Solution Approach 2:
A coordination mechanism acts as an intermediary between independent state estimators, facilitating information exchange and model synchronization. This intermediary enables operators to maintain autonomy while achieving synchronized estimates through shared measurement data and coordinated algorithms.
2Measurement precision
If grid operators share detailed models and measurements for comprehensive state estimation, then estimation accuracy improves, but system complexity and synchronization requirements increase significantly
Solution Approach 1:
The system extracts only the essential synchronization elements (boundary conditions, interconnection measurements, and coordination algorithms) from the complete state estimation problem.
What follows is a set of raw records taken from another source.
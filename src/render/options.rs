//! Rendering options and configuration.

use crate::detect::TextFormat;

/// Options for rendering a layout.
#[derive(Debug, Clone)]
pub struct RenderOptions {
    /// Output format
    pub format: TextFormat,

    /// Spaces per nesting level (djvused and hOCR)
    pub indent: usize,

    /// Document title written into the hOCR head
    pub title: Option<String>,

    /// JSON layout when rendering to JSON
    pub json_format: super::JsonFormat,
}

impl RenderOptions {
    /// Create new render options with defaults.
    pub fn new() -> Self {
        Self::default()
    }

    /// Set the output format.
    pub fn with_format(mut self, format: TextFormat) -> Self {
        self.format = format;
        self
    }

    /// Set the indentation width.
    pub fn with_indent(mut self, indent: usize) -> Self {
        self.indent = indent;
        self
    }

    /// Set the hOCR document title.
    pub fn with_title(mut self, title: impl Into<String>) -> Self {
        self.title = Some(title.into());
        self
    }

    /// Set the JSON layout.
    pub fn with_json_format(mut self, format: super::JsonFormat) -> Self {
        self.json_format = format;
        self
    }
}

impl Default for RenderOptions {
    fn default() -> Self {
        Self {
            format: TextFormat::Djvused,
            indent: 2,
            title: None,
            json_format: super::JsonFormat::Pretty,
        }
    }
}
Operators share minimal necessary data at interconnection points rather than exchanging entire models, reducing complexity while maintaining accuracy where it matters most.
Solution Approach 2:
Each grid operator maintains high-quality, detailed models for their own portion of the grid while using coordinated estimates from neighboring operators for adjacent portions. This local quality approach ensures accuracy is optimized where each operator has direct control while reducing the burden of maintaining comprehensive models everywhere.
3Measurement precision
If operators maintain high-quality models for their own grid portions, then local estimation accuracy improves, but models for other portions become stale and less reliable
Solution Approach 1:
The system implements feedback mechanisms where state estimation results from one operator's estimator are fed back as inputs to neighboring operators' estimators. This feedback loop ensures that each operator benefits from the most recent state information available from connected grids, preventing model staleness while maintaining local estimation quality.
Data Source
AI summary
Aspects of state estimation for cooperative electrical grids are disclosed. State estimation of a local electrical grid can be based on a local grid model and local electrical grid information. The local state estimation can reflect interactions and interconnections with other electrical grids by determining state estimation solution information based on the local grid model, local electrical grid information, and remote state estimator solution information associated with the other electrical grid. As such, a local state estimator can be configured to receive and employ remote state estimator solution information. This can be in addition to the more conventional technique or receiving a remote grid model and remote electrical grid information to estimate the conditions of the remote electrical grid. Further, state estimation solution information can be incremental to further reduce the amount of information to be transferred and the time needed to accomplish transmission of the information.